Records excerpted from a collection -
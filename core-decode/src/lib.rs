//! # Streaming Synthesis Decode
//!
//! Turns a network-delivered TTS response body into an ordered sequence of
//! PCM events.
//!
//! ## Overview
//!
//! This module handles:
//! - Container sniffing (RIFF/WAVE vs. MPEG audio)
//! - One-shot RIFF/WAVE parsing for fully buffered responses
//! - ID3v2 skipping, MPEG frame synchronisation and incremental frame assembly
//!   across arbitrary chunk boundaries
//! - Feed/drain interleave against a bounded decode engine
//! - The `Started → Audio* → (Error | Done)` event protocol with explicit,
//!   exactly-once engine release
//! - An async driver with cooperative cancellation
//!
//! ## Pipeline
//!
//! ```text
//! bytes ─▶ Id3TagSkipper ─▶ FrameAssembler ─▶ DecoderAdapter ─▶ EventSequencer ─▶ sink
//!              (MpegFrameScanner)               (DecodeEngine)
//! ```
//!
//! ## Feature Flags
//!
//! - `symphonia-engine` (default): in-process MPEG decode engine

pub mod adapter;
pub mod config;
pub mod container;
pub mod driver;
pub mod engine;
pub mod error;
pub mod events;
pub mod mpeg;
pub mod sequencer;
pub mod session;

pub use adapter::DecoderAdapter;
pub use config::DecodeConfig;
pub use container::{ContainerFormat, WavContainerParser, WavFormatDescriptor, WavPayload};
pub use driver::{decode_buffered, DriverOutcome, SynthesisDriver, SynthesisSink};
pub use engine::{DecodeEngine, EngineFactory, EnginePoll, OfferStatus};
pub use error::{DecodeError, Result};
pub use events::{StreamFormat, SynthesisEvent, SynthesisResult};
pub use mpeg::{FrameAssembler, Id3TagSkipper, MpegFrameHeader, MpegFrameScanner};
pub use sequencer::{collect_pcm, wav_events, EventSequencer};
pub use session::{DecodeSession, SessionPhase, SessionStats};

#[cfg(feature = "symphonia-engine")]
pub use engine::{SymphoniaEngine, SymphoniaEngineFactory};
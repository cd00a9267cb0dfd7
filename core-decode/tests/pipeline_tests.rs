mod common;

use common::*;
use core_decode::{
    collect_pcm, decode_buffered, mpeg::Id3Decision, DecodeConfig, DecodeError, EventSequencer,
    FrameAssembler, Id3TagSkipper, SessionPhase, StreamFormat, SynthesisEvent,
};
use std::ops::Range;

/// Frame byte ranges found when `chunks` are fed one after another.
fn frame_ranges(chunks: &[Vec<u8>]) -> Vec<Range<u64>> {
    let mut assembler = FrameAssembler::new();
    let mut tag_resolved = false;
    let mut ranges = Vec::new();

    for chunk in chunks {
        assembler.append(chunk);
        if !tag_resolved {
            match Id3TagSkipper::inspect(assembler.pending()) {
                Id3Decision::NeedMoreData => continue,
                Id3Decision::Skip(len) => assembler.discard(len),
            }
            tag_resolved = true;
        }
        ranges.extend(assembler.extract_frames().iter().map(|f| f.stream_range()));
    }
    ranges
}

fn run(chunks: &[Vec<u8>], factory: &FakeFactory) -> Vec<SynthesisEvent> {
    let mut sequencer = EventSequencer::new(factory.shared(), DecodeConfig::default());
    let mut events = Vec::new();
    for chunk in chunks {
        events.extend(sequencer.process(chunk));
    }
    events.extend(sequencer.finish());
    sequencer.close();
    events
}

#[test]
fn test_id3_tag_skip_length() {
    let data = mpeg_fixture(1);
    assert_eq!(Id3TagSkipper::inspect(&data), Id3Decision::Skip(267));

    let ranges = frame_ranges(&[data]);
    assert_eq!(ranges, vec![267..684]);
}

#[test]
fn test_frame_ranges_independent_of_chunking() {
    let data = mpeg_fixture(8);
    let reference = frame_ranges(&[data.clone()]);
    assert_eq!(reference.len(), 8);

    // mid-ID3 header, mid-ID3 body, mid-frame header, mid-frame
    for offsets in [
        vec![5],
        vec![9, 10, 11],
        vec![100, 266, 268],
        vec![269, 270, 271],
        vec![10, 600],
        vec![684, 685, 1102],
    ] {
        assert_eq!(
            frame_ranges(&split_at(&data, &offsets)),
            reference,
            "offsets {:?}",
            offsets
        );
    }

    for seed in 0..32 {
        let offsets = pseudo_random_splits(data.len(), seed, 12);
        assert_eq!(
            frame_ranges(&split_at(&data, &offsets)),
            reference,
            "seed {}",
            seed
        );
    }
}

#[test]
fn test_end_to_end_three_chunks() {
    let data = mpeg_fixture(6);

    let whole = run(&[data.clone()], &FakeFactory::new());
    let factory = FakeFactory::new();
    let split = run(&split_at(&data, &[10, 600]), &factory);

    assert!(matches!(
        split[0],
        SynthesisEvent::Started(format) if format == StreamFormat::new(44100, 2, 16)
    ));
    assert_well_formed(&split);
    assert!(matches!(split.last(), Some(SynthesisEvent::Done)));

    let pcm = collect_pcm(&split);
    assert_eq!(pcm.len(), 6 * PCM_PER_FRAME);
    assert_eq!(pcm, collect_pcm(&whole));

    assert_eq!(*factory.probe.frame_lengths.lock(), vec![417, 418, 417, 418, 417, 418]);
    assert_eq!(factory.probe.created(), 1);
    assert_eq!(factory.probe.releases(), 1);
}

#[test]
fn test_event_pattern_under_random_chunking() {
    let data = mpeg_fixture(5);
    for seed in 0..16 {
        let factory = FakeFactory::new().busy_every(3);
        let events = run(&split_at(&data, &pseudo_random_splits(data.len(), seed, 20)), &factory);

        assert_well_formed(&events);
        assert_eq!(
            events.iter().filter(|e| matches!(e, SynthesisEvent::Started(_))).count(),
            1
        );
        assert_eq!(collect_pcm(&events).len(), 5 * PCM_PER_FRAME);
        assert_eq!(factory.probe.releases(), 1);
    }
}

#[test]
fn test_audio_preserves_frame_order_with_busy_engine() {
    let factory = FakeFactory::new().busy_every(2);
    let events = run(&[mpeg_fixture(7)], &factory);

    let order: Vec<u8> = events
        .iter()
        .filter_map(SynthesisEvent::pcm)
        .map(|chunk| chunk[0])
        .collect();
    assert_eq!(order, vec![0, 1, 2, 3, 4, 5, 6]);
    assert_eq!(factory.probe.frame_lengths.lock().len(), 7);
}

#[test]
fn test_engine_failure_keeps_earlier_audio() {
    let factory = FakeFactory::new().fail_at(3);
    let events = run(&split_at(&mpeg_fixture(6), &[1000]), &factory);

    assert_well_formed(&events);
    let kinds = kinds(&events);
    assert_eq!(kinds.first(), Some(&"started"));
    assert_eq!(kinds.last(), Some(&"error"));
    assert!(!kinds.contains(&"done"));
    assert!(!collect_pcm(&events).is_empty());
    assert_eq!(factory.probe.releases(), 1);

    match events.last() {
        Some(SynthesisEvent::Error { cause, .. }) => {
            assert!(cause.as_deref().is_some_and(DecodeError::is_engine_error))
        }
        other => panic!("expected error, got {:?}", other),
    }
}

#[test]
fn test_close_twice_releases_once() {
    let factory = FakeFactory::new();
    let mut sequencer = EventSequencer::new(factory.shared(), DecodeConfig::default());

    let events = sequencer.process(&mpeg_fixture(2));
    assert_eq!(kinds(&events)[0], "started");

    // cancelled mid-stream
    sequencer.close();
    sequencer.close();
    assert_eq!(factory.probe.releases(), 1);

    drop(sequencer);
    assert_eq!(factory.probe.releases(), 1);
}

#[test]
fn test_close_before_any_frame() {
    let factory = FakeFactory::new();
    let mut sequencer = EventSequencer::new(factory.shared(), DecodeConfig::default());
    assert!(sequencer.process(&id3_tag()[..50]).is_empty());
    assert_eq!(sequencer.phase(), SessionPhase::AwaitingId3);

    sequencer.close();
    sequencer.close();
    assert_eq!(factory.probe.created(), 0);
    assert_eq!(factory.probe.releases(), 0);
}

#[test]
fn test_resync_after_leading_garbage() {
    let mut data = vec![0xFF, 0x00, 0x55, 0xFF, 0xE0, 0x00, 0x00, 0x00, 0x00, 0x00, 0x00];
    data.extend(frame());
    data.extend(padded_frame());

    let factory = FakeFactory::new();
    let mut sequencer = EventSequencer::new(factory.shared(), DecodeConfig::default());
    let mut events = sequencer.process(&data);
    events.extend(sequencer.finish());

    assert_well_formed(&events);
    assert_eq!(collect_pcm(&events).len(), 2 * PCM_PER_FRAME);
    assert_eq!(sequencer.stats().bytes_skipped, 11);
}

#[test]
fn test_truncated_stream_without_frame_fails() {
    let factory = FakeFactory::new();
    let events = run(&[id3_tag()], &factory);

    assert_eq!(kinds(&events), vec!["error"]);
    assert_eq!(factory.probe.created(), 0);
}

#[test]
fn test_header_without_complete_frame_finishes() {
    let factory = FakeFactory::new();
    let mut data = id3_tag();
    data.extend(&frame()[..300]);

    let events = run(&split_at(&data, &[270]), &factory);

    assert_eq!(kinds(&events), vec!["started", "done"]);
    assert!(matches!(
        events[0],
        SynthesisEvent::Started(format) if format == StreamFormat::pcm16(44100, 2)
    ));
    assert_eq!(factory.probe.created(), 1);
    assert_eq!(factory.probe.releases(), 1);
}

#[test]
fn test_decode_buffered_mpeg() {
    let factory = FakeFactory::new();
    let result =
        decode_buffered(&mpeg_fixture(4), factory.shared(), &DecodeConfig::default()).unwrap();

    assert_eq!(result.sample_rate, 44100);
    assert_eq!(result.channels, 2);
    assert_eq!(result.bits_per_sample, 16);
    assert_eq!(result.pcm.len(), 4 * PCM_PER_FRAME);
    assert_eq!(factory.probe.releases(), 1);
}

#[test]
fn test_decode_buffered_wav() {
    let pcm: Vec<u8> = (0..=255u8).collect();
    let result = decode_buffered(
        &wav_fixture(24000, 1, &pcm),
        FakeFactory::new().shared(),
        &DecodeConfig::default(),
    )
    .unwrap();

    assert_eq!(result.format(), StreamFormat::new(24000, 1, 16));
    assert_eq!(result.pcm.as_ref(), pcm.as_slice());
}

#[test]
fn test_decode_buffered_rejects_non_wave_riff() {
    let factory = FakeFactory::new();
    let err = decode_buffered(
        &riff_with_bad_form_type(),
        factory.shared(),
        &DecodeConfig::default(),
    )
    .unwrap_err();

    assert!(matches!(err, DecodeError::Format(ref msg) if msg.contains("WAVX")));
    assert_eq!(factory.probe.created(), 0);
}

#[test]
fn test_decode_buffered_errors() {
    let factory = FakeFactory::new();
    let err = decode_buffered(b"no audio in here", factory.shared(), &DecodeConfig::default())
        .unwrap_err();
    assert!(matches!(err, DecodeError::SyncNotFound { scanned: 16 }));

    let err = decode_buffered(
        &mpeg_fixture(3),
        FakeFactory::new().fail_at(0).shared(),
        &DecodeConfig::default(),
    )
    .unwrap_err();
    assert!(err.is_engine_error());
}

Work request -
The answer must be every line of the entries that includes the word "process".

Exercise response -
//! - `symphonia-engine` (default): in-process MPEG decode engine
        events.extend(sequencer.process(chunk));
    let events = sequencer.process(&mpeg_fixture(2));
    assert!(sequencer.process(&id3_tag()[..50]).is_empty());
    let mut events = sequencer.process(&data);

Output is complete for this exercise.